Considering how much conspiracy theory I've written on this blockchain since 2017 that's actually hard to believe... and yet when I search my entire blogging history I only bring it up in passing a single time. Pretty weird considering I know I was looking into it several years ago and it would have definitely made for an interesting post. HM!

Well I guess we'll start at the beginning then.

The Mandela Effect began in 2009.

Nelson Rolihlahla Mandela was a South African anti-apartheid activist, politician, and statesman who served as the first president of South Africa from 1994 to 1999. He was the country's first black head of state and the first elected in a fully representative democratic election.

The Mandela effect refers to a situation in which a large mass of people believes that an event occurred when it did not. The term was originated in 2009 by Fiona Broome, after she discovered that she, along with a number of others, believed that Nelson Mandela had died in the 1980s (when he actually died in 2013).

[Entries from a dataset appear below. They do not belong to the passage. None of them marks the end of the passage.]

//! Entry point for the headless uninstaller
use anyhow::Context;
use clap::Parser;
use serde::Serialize;
use std::io::{BufRead, Write};
use std::path::PathBuf;
use usbpre_uninstall::common::{install_logger, APP_NAME};
use usbpre_uninstall::config::UninstallConfig;
use usbpre_uninstall::unique::UninstallerInstance;
use usbpre_uninstall::worker::UninstallWorker;
use usbpre_uninstall::{ElevatedRunner, SequenceOutcome, StatusReporter, UninstallPlan};

#[derive(Parser, Debug)]
#[command(author, version, about)]
struct Args {
    /// Enable debug logging
    #[arg(short, long)]
    debug: bool,
    /// Do not ask for confirmation before uninstalling
    #[arg(short, long)]
    yes: bool,
    /// Print the outcome as JSON
    #[arg(long)]
    json: bool,
    /// Also write the log to the application data directory
    #[arg(long)]
    log_file: bool,
    /// Override the config file path
    #[arg(long)]
    config: Option<PathBuf>,
}

struct ConsoleReporter {
    quiet: bool,
}

impl StatusReporter for ConsoleReporter {
    fn report_progress(&mut self, message: &str) {
        if !self.quiet {
            println!("{}", message);
        }
    }

    fn report_outcome(&mut self, outcome: &SequenceOutcome) {
        if let SequenceOutcome::Failed(failure) = outcome {
            log::error!("Step {} failed: {}", failure.number, failure.step);
        }
    }
}

#[derive(Serialize)]
struct OutcomeReport<'a> {
    succeeded: bool,
    failed_step: Option<usize>,
    description: Option<&'a str>,
    status: Option<i32>,
    diagnostic: Option<String>,
}

impl<'a> From<&'a SequenceOutcome> for OutcomeReport<'a> {
    fn from(outcome: &'a SequenceOutcome) -> Self {
        let failure = outcome.failure();
        OutcomeReport {
            succeeded: outcome.is_success(),
            failed_step: failure.map(|f| f.number),
            description: failure.map(|f| f.step.description()),
            status: failure.and_then(|f| f.source.status()),
            diagnostic: failure.map(|f| f.source.diagnostic().into_owned()),
        }
    }
}

fn confirm(plan: &UninstallPlan) -> anyhow::Result<bool> {
    println!("This will remove the USBPre monitor daemon from your system.");
    println!("Files to be removed:");
    for target in plan.removal_targets() {
        println!("  • {}", target);
    }
    print!("Uninstall USBPre Auto-Init? [y/N] ");
    std::io::stdout().flush()?;
    let mut answer = String::new();
    std::io::stdin()
        .lock()
        .read_line(&mut answer)
        .context("Unable to read confirmation")?;
    Ok(matches!(answer.trim(), "y" | "Y" | "yes" | "Yes"))
}

// Returns the process exit code
fn run(args: Args) -> anyhow::Result<i32> {
    log::info!(
        "Starting {} (CLI), version: {}",
        APP_NAME,
        env!("CARGO_PKG_VERSION")
    );
    let config = UninstallConfig::load(args.config).context("Unable to load config file")?;
    let plan = config.plan();

    if !args.yes && !confirm(&plan)? {
        log::info!("Uninstall cancelled by user");
        return Ok(0);
    }

    let reporter = ConsoleReporter { quiet: args.json };
    let worker = UninstallWorker::start(
        plan,
        ElevatedRunner::default(),
        reporter,
        config.settle_delay(),
    )?;
    let outcome = worker.join()?;

    if args.json {
        let pretty = serde_json::to_string_pretty(&OutcomeReport::from(&outcome))?;
        println!("{}", pretty);
    } else {
        match &outcome {
            SequenceOutcome::Succeeded => {
                println!("USBPre Auto-Init has been successfully removed from your system.")
            }
            SequenceOutcome::Failed(failure) => {
                eprintln!("Uninstallation Failed\n{}", failure);
                if failure.source.is_cancelled() {
                    eprintln!("Authorization was cancelled, the remaining steps were not run.");
                }
            }
        }
    }
    Ok(if outcome.is_success() { 0 } else { 1 })
}

fn main() {
    let args: Args = Args::parse();

    // Check this is the only instance running
    let _unique_instance = match UninstallerInstance::try_acquire() {
        Ok(i) => i,
        Err(e) => {
            eprintln!("{}", e);
            std::process::exit(1);
        }
    };

    // Setup logging
    if let Err(e) = install_logger(args.debug, true, args.log_file) {
        eprintln!("Unable to install logger: {:#}", e);
        std::process::exit(1);
    }
    // Run the application logic
    match run(args) {
        Ok(code) => std::process::exit(code),
        Err(e) => {
            log::error!("{:#}", e);
            std::process::exit(1);
        }
    }
}
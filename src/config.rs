use crate::common::{
    config_directory, DAEMON_PATH, LOG_PATH, PACKAGE_ID, PLIST_PATH, SETTLE_DELAY_MS,
};
use crate::plan::UninstallPlan;
use serde::{Deserialize, Serialize};
use std::fs;
use std::path::{Path, PathBuf};
use std::time::Duration;
use thiserror::Error;
use validator::{Validate, ValidationError};

const CONFIG_FILE_NAME: &str = "config.toml";

#[derive(Debug, Error)]
pub enum ConfigError {
    #[error("Unable to locate the config directory: {0:#}")]
    Directory(anyhow::Error),
    #[error("Unable to read {path}: {source}")]
    Read {
        path: PathBuf,
        #[source]
        source: std::io::Error,
    },
    #[error("Unable to parse {path}: {source}")]
    Parse {
        path: PathBuf,
        #[source]
        source: toml::de::Error,
    },
    #[error("Invalid config: {0}")]
    Invalid(#[from] validator::ValidationErrors),
}

/// Where the monitor daemon was installed. Defaults match the installer package.
#[derive(Debug, Deserialize, Serialize, Validate, Clone, PartialEq, Eq)]
#[serde(default)]
pub struct UninstallConfig {
    #[validate(custom = "validate_absolute_path")]
    pub daemon_path: String,
    #[validate(custom = "validate_absolute_path")]
    pub plist_path: String,
    #[validate(custom = "validate_absolute_path")]
    pub log_path: String,
    #[validate(length(min = 1), custom = "validate_package_id")]
    pub package_id: String,
    #[validate(range(max = 30000))]
    pub settle_delay_ms: u64,
}

impl Default for UninstallConfig {
    fn default() -> Self {
        UninstallConfig {
            daemon_path: DAEMON_PATH.to_owned(),
            plist_path: PLIST_PATH.to_owned(),
            log_path: LOG_PATH.to_owned(),
            package_id: PACKAGE_ID.to_owned(),
            settle_delay_ms: SETTLE_DELAY_MS,
        }
    }
}

fn validate_absolute_path(path: &str) -> Result<(), ValidationError> {
    if path.is_empty() || !Path::new(path).is_absolute() {
        return Err(ValidationError::new("absolute_path"));
    }
    Ok(())
}

fn validate_package_id(id: &str) -> Result<(), ValidationError> {
    if id.chars().any(char::is_whitespace) {
        return Err(ValidationError::new("package_id_whitespace"));
    }
    Ok(())
}

pub fn get_default_config_path() -> anyhow::Result<PathBuf> {
    Ok(config_directory()?.join(CONFIG_FILE_NAME))
}

impl UninstallConfig {
    /// Load from `path_override`, or from the default location.
    /// A missing default file is not an error, the built in paths are used instead.
    pub fn load(path_override: Option<PathBuf>) -> Result<Self, ConfigError> {
        let path = match path_override {
            Some(path) => path,
            None => {
                let path = get_default_config_path().map_err(ConfigError::Directory)?;
                if !path.exists() {
                    log::info!("No config at {}, using defaults", path.display());
                    return Ok(Self::default());
                }
                path
            }
        };
        Self::load_from(&path)
    }

    fn load_from(path: &Path) -> Result<Self, ConfigError> {
        let contents = fs::read_to_string(path).map_err(|source| ConfigError::Read {
            path: path.to_owned(),
            source,
        })?;
        let config: UninstallConfig =
            toml::from_str(&contents).map_err(|source| ConfigError::Parse {
                path: path.to_owned(),
                source,
            })?;
        config.validate()?;
        log::info!("Successfully loaded {}", path.display());
        Ok(config)
    }

    pub fn plan(&self) -> UninstallPlan {
        UninstallPlan::new(
            &self.daemon_path,
            &self.plist_path,
            &self.log_path,
            &self.package_id,
        )
    }

    pub fn settle_delay(&self) -> Duration {
        Duration::from_millis(self.settle_delay_ms)
    }
}
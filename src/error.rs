use std::fmt;

/// Errors raised by the call controller, its media session and its signaling channel.
#[derive(Debug)]
pub enum CallError {
    /// The signaling channel failed to open, send, or closed under us.
    Transport(String),
    /// A session description was malformed or not applicable in the current state.
    InvalidDescription(String),
    /// A candidate could not be applied (usually: no remote description yet).
    CandidateRejected(String),
    /// Local capture could not be acquired.
    MediaAcquisition(String),
    /// A signaling frame could not be encoded or decoded.
    Codec(serde_json::Error),
    /// Any other failure reported by the media stack.
    Session(String),
    /// The session or channel was already torn down.
    Closed,
    /// `start` was called while a call is still running.
    AlreadyActive,
}

pub type Result<T> = std::result::Result<T, CallError>;

impl fmt::Display for CallError {
    fn fmt(&self, f: &mut fmt::Formatter<'_>) -> fmt::Result {
        match self {
            CallError::Transport(msg) => write!(f, "signaling transport error: {}", msg),
            CallError::InvalidDescription(msg) => write!(f, "invalid session description: {}", msg),
            CallError::CandidateRejected(msg) => write!(f, "candidate rejected: {}", msg),
            CallError::MediaAcquisition(msg) => {
                write!(f, "could not acquire local media: {}", msg)
            }
            CallError::Codec(err) => write!(f, "malformed signaling message: {}", err),
            CallError::Session(msg) => write!(f, "media session error: {}", msg),
            CallError::Closed => write!(f, "call resources are closed"),
            CallError::AlreadyActive => write!(f, "a call is already active"),
        }
    }
}

impl std::error::Error for CallError {
    fn source(&self) -> Option<&(dyn std::error::Error + 'static)> {
        match self {
            CallError::Codec(err) => Some(err),
            _ => None,
        }
    }
}

impl From<serde_json::Error> for CallError {
    fn from(err: serde_json::Error) -> Self {
        CallError::Codec(err)
    }
}

#[cfg(test)]
mod tests {
    use super::*;

    #[test]
    fn test_display_messages() {
        assert_eq!(CallError::Closed.to_string(), "call resources are closed");
        assert!(CallError::MediaAcquisition("denied".into())
            .to_string()
            .contains("denied"));
    }

    #[test]
    fn test_codec_error_has_source() {
        let err: CallError = serde_json::from_str::<serde_json::Value>("{")
            .unwrap_err()
            .into();
        assert!(matches!(err, CallError::Codec(_)));
        assert!(std::error::Error::source(&err).is_some());
    }
}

So in 2009, before Nelson Mandela had even died, many people remember him having died in prison back in the 80s. When they found out he was still alive it was a very confusing situation. This is something I can't personally speak to because I was born in the 80s, but the timing of 2009 is definitely interesting and sets the tone.

It seems to have gotten worse.

The last time I was looking into this (however many years ago, BC: before covid) I remember there being far fewer examples than there are now. Today the examples are so numerous isn't actually starting to creep me out because it's a lot more difficult to explain away at this point.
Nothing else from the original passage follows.